- **To do**
Go through the records below and report each line with "receipt" in it.

━━ Material supplied

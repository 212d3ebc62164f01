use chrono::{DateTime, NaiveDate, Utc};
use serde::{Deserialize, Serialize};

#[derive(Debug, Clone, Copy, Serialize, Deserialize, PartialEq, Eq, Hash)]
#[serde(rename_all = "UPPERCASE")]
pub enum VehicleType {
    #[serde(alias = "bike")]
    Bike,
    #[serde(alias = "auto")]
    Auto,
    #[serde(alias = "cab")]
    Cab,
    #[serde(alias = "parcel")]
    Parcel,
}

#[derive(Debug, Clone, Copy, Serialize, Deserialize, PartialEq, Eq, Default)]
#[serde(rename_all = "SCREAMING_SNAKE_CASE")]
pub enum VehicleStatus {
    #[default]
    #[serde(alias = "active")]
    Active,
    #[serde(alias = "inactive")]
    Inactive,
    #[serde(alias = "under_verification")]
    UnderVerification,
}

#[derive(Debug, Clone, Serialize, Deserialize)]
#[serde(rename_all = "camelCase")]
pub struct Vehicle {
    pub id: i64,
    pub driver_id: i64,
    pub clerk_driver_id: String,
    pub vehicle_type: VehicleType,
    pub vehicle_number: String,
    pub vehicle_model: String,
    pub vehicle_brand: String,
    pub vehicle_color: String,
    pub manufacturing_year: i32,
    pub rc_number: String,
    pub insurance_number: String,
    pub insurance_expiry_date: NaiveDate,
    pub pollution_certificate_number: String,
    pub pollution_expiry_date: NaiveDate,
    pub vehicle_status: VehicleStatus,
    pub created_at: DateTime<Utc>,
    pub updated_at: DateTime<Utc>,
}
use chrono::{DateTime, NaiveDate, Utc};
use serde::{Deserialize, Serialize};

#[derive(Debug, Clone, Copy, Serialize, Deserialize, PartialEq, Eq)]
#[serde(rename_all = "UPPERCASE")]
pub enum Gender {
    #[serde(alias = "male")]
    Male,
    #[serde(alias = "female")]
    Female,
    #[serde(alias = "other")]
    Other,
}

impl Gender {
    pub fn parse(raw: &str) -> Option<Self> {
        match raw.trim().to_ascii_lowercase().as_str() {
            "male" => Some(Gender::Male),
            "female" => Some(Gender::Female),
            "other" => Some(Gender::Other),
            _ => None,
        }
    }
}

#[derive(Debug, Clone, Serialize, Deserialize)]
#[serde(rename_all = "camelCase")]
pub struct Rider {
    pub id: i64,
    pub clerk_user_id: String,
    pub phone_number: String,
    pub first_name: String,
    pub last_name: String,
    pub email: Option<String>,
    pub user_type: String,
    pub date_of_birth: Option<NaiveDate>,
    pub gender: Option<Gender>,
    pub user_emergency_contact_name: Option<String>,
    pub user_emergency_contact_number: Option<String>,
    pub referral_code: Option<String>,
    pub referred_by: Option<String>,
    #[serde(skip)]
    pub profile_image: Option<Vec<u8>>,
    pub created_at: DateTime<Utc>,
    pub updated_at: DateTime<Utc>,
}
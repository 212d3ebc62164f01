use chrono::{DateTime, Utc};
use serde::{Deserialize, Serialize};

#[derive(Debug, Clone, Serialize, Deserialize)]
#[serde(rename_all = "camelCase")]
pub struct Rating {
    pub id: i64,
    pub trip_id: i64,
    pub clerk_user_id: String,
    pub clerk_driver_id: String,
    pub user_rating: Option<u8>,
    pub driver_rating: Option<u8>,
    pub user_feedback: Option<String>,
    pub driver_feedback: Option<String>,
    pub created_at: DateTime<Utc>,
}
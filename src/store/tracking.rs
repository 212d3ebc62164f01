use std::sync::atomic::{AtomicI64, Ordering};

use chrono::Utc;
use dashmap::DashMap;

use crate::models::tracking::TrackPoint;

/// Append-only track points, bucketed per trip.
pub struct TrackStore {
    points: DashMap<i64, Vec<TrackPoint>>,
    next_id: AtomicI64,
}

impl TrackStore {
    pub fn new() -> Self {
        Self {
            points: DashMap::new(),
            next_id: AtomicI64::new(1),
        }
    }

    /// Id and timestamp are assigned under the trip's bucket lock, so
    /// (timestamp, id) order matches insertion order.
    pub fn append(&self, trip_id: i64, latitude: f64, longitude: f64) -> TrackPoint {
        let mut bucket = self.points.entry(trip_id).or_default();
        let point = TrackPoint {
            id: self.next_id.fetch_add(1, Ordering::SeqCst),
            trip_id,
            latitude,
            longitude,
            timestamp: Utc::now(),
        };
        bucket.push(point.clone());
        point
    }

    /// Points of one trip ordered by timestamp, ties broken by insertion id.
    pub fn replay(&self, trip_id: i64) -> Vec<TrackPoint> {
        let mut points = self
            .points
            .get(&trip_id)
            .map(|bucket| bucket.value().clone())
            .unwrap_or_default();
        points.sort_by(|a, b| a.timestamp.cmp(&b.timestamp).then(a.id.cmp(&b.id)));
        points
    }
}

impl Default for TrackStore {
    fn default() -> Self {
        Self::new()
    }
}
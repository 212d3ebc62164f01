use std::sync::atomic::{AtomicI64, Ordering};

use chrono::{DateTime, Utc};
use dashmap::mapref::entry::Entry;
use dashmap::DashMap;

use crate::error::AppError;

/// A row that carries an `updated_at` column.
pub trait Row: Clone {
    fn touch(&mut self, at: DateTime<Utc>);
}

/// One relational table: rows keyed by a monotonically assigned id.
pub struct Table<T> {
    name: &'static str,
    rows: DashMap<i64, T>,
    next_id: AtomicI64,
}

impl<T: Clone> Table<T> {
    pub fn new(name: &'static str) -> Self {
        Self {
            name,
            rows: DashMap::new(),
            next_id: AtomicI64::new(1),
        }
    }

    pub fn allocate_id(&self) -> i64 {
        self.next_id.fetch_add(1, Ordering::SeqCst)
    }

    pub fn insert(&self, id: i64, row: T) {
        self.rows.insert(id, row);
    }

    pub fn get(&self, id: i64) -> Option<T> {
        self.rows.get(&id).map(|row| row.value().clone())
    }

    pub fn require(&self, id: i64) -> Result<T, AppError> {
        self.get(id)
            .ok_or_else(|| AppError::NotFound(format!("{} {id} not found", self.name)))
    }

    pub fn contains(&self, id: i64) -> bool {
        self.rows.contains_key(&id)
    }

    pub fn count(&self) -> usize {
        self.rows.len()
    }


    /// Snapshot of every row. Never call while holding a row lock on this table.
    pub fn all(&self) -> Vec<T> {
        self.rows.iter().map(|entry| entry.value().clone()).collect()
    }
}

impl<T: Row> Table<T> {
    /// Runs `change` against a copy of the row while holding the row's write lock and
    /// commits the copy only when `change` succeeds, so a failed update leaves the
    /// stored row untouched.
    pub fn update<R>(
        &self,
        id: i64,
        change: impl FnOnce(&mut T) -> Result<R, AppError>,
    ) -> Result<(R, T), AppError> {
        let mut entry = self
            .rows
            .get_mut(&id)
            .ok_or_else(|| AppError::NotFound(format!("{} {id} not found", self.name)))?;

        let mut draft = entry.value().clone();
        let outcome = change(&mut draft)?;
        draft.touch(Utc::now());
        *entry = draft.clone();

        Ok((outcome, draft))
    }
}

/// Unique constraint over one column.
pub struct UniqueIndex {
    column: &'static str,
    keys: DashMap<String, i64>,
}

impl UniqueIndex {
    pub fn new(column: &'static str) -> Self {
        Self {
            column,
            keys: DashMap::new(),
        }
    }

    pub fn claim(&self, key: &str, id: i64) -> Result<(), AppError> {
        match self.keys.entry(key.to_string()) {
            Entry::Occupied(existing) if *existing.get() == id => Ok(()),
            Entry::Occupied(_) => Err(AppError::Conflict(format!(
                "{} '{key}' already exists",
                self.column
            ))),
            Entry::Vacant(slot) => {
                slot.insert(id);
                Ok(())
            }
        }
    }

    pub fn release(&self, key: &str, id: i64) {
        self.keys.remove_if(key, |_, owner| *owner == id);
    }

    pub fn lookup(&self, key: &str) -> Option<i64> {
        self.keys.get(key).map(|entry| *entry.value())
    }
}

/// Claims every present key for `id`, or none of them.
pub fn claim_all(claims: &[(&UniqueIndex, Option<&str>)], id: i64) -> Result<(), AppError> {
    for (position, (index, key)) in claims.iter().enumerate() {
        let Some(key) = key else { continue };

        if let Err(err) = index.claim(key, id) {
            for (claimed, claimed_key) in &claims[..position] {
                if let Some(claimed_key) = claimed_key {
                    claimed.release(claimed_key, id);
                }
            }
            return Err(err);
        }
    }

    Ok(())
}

━━━━
━━ Material supplied

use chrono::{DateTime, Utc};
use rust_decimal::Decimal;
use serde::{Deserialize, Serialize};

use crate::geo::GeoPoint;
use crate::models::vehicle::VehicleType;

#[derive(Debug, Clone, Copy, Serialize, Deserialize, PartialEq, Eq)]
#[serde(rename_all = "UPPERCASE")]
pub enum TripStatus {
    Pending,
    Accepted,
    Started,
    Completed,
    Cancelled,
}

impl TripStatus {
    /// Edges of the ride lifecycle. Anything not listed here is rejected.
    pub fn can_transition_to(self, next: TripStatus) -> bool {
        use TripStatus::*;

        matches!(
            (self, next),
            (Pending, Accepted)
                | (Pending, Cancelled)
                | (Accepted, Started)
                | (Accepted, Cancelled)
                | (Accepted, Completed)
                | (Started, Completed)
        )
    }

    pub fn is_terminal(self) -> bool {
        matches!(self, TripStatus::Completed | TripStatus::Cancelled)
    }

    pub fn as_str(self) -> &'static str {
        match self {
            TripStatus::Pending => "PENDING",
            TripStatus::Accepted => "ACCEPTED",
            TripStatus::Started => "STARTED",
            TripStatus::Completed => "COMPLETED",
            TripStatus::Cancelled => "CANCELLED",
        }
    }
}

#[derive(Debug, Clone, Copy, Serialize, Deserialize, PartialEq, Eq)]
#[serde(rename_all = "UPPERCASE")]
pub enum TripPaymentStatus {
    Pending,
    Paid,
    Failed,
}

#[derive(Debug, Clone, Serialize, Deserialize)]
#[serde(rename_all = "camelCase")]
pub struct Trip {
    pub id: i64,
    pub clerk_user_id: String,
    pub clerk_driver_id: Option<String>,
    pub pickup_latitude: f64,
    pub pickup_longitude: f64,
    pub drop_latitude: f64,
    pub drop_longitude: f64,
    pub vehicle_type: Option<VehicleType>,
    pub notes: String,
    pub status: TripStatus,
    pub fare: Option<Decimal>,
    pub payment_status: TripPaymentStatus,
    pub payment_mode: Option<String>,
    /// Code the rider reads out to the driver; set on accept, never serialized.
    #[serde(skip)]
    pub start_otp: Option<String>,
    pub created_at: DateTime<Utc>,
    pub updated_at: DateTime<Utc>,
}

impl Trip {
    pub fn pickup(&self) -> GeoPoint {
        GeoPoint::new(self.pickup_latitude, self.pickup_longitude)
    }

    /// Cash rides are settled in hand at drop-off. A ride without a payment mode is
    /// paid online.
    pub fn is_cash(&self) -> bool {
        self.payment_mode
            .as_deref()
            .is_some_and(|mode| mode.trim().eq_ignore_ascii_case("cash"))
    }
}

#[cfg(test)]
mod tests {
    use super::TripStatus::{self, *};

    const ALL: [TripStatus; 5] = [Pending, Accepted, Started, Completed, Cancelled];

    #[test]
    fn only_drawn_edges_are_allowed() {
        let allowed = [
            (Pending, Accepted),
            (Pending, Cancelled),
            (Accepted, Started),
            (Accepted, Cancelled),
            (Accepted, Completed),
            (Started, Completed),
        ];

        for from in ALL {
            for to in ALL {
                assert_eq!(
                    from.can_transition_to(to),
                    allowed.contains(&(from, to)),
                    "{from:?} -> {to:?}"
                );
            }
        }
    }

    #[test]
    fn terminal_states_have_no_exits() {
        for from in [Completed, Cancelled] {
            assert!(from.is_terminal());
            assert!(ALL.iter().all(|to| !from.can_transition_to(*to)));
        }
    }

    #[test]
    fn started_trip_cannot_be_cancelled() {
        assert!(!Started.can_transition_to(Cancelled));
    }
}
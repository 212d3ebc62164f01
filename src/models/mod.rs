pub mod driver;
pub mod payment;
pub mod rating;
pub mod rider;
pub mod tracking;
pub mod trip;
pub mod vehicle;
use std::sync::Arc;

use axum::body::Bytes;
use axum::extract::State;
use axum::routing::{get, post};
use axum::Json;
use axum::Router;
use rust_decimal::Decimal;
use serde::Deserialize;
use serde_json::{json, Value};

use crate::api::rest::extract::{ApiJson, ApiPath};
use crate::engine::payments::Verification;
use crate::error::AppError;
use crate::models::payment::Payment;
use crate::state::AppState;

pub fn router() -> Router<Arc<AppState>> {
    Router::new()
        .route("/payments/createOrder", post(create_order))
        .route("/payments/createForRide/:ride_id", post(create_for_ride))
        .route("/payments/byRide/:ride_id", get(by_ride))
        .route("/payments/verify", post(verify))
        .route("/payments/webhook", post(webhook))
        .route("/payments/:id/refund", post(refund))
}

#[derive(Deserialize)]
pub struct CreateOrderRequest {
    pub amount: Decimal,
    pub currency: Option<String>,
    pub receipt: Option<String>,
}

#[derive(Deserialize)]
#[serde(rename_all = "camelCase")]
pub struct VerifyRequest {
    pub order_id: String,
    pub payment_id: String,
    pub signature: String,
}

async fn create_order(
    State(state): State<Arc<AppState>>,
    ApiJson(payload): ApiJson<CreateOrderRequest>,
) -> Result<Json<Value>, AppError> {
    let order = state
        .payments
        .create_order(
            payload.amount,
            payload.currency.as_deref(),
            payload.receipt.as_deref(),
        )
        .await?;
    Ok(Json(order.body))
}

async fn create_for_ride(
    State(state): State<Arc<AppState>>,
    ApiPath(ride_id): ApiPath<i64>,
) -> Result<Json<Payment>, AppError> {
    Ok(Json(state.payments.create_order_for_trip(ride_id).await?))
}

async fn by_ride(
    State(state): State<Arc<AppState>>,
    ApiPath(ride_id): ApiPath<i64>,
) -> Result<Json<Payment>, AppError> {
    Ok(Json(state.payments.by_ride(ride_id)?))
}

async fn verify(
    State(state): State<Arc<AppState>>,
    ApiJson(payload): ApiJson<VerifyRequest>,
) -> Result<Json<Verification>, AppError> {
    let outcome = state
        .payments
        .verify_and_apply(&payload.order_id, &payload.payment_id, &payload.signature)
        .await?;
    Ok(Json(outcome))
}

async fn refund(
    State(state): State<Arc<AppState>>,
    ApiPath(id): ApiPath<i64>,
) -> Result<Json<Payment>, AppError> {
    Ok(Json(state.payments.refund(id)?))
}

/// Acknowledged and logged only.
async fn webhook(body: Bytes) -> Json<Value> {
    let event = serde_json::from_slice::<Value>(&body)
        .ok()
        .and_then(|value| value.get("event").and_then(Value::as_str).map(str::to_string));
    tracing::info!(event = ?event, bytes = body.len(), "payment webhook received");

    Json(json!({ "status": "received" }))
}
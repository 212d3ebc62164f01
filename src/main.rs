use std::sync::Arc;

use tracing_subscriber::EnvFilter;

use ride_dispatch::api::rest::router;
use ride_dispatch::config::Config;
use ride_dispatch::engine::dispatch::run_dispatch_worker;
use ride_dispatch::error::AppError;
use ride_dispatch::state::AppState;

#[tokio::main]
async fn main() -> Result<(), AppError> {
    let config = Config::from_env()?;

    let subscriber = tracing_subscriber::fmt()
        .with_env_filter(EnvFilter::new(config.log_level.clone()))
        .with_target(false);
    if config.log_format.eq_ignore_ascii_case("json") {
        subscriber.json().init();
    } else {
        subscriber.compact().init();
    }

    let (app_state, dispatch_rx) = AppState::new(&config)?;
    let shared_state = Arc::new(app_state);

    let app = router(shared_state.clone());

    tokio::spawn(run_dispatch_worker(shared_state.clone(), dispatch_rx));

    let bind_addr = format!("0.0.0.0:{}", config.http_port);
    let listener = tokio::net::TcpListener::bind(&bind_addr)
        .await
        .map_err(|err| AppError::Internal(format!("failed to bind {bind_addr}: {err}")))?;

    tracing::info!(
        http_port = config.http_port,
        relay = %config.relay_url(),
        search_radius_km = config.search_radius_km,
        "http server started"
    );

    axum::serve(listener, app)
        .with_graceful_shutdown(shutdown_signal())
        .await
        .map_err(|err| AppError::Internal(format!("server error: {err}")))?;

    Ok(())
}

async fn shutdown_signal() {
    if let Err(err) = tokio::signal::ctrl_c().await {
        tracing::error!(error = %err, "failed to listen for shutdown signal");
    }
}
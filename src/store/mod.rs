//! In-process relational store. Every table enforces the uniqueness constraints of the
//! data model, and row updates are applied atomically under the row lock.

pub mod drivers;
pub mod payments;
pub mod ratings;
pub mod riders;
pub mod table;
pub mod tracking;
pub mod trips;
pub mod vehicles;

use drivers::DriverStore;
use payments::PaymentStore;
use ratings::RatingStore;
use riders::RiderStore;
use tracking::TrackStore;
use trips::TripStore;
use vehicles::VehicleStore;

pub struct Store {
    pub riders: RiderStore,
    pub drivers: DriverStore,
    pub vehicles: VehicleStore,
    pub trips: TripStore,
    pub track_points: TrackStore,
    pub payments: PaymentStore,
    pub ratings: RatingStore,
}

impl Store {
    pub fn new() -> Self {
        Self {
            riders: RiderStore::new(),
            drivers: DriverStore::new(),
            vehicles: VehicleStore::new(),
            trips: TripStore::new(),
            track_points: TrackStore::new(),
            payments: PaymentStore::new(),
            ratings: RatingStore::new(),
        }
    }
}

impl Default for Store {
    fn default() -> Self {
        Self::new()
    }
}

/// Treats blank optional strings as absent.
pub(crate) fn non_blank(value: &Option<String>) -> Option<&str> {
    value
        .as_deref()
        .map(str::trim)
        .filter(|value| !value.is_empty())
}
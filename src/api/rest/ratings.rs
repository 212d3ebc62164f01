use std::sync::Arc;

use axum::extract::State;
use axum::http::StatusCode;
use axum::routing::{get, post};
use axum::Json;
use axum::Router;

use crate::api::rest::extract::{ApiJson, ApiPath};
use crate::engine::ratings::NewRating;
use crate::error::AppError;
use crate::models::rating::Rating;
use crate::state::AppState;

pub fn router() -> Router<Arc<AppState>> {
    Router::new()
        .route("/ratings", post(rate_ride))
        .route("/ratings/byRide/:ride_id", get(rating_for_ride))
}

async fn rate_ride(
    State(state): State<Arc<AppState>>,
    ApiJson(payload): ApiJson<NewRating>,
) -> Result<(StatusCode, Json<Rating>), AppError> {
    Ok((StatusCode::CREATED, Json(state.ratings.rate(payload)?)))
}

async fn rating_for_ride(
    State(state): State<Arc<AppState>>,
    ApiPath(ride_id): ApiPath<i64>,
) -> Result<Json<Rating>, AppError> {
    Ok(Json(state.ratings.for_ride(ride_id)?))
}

━━━━
━━ Material supplied

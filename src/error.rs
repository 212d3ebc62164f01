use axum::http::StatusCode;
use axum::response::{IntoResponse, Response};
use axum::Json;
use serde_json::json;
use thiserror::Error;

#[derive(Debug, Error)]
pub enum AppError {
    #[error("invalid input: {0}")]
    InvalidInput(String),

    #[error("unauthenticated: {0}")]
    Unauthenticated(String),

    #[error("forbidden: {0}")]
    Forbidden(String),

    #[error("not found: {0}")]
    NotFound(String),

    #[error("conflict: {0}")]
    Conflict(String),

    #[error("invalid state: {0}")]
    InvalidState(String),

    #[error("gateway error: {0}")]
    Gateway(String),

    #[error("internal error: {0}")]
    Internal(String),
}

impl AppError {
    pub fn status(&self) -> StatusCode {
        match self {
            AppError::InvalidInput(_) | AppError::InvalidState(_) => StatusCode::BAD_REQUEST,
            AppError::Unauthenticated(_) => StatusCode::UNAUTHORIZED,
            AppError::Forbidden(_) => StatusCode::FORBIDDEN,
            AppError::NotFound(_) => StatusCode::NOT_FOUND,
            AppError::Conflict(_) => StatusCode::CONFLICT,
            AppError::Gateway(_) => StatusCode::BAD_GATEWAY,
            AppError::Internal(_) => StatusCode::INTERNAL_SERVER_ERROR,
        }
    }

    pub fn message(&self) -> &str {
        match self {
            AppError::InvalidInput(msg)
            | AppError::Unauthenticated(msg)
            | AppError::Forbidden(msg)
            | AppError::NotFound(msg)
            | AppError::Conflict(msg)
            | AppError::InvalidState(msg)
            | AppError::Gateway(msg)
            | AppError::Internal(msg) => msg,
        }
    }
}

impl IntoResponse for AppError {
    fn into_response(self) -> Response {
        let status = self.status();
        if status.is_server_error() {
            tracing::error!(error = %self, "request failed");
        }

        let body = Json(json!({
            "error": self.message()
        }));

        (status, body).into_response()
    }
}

━━━━

- **Solution**
    pub receipt: Option<String>,
            payload.receipt.as_deref(),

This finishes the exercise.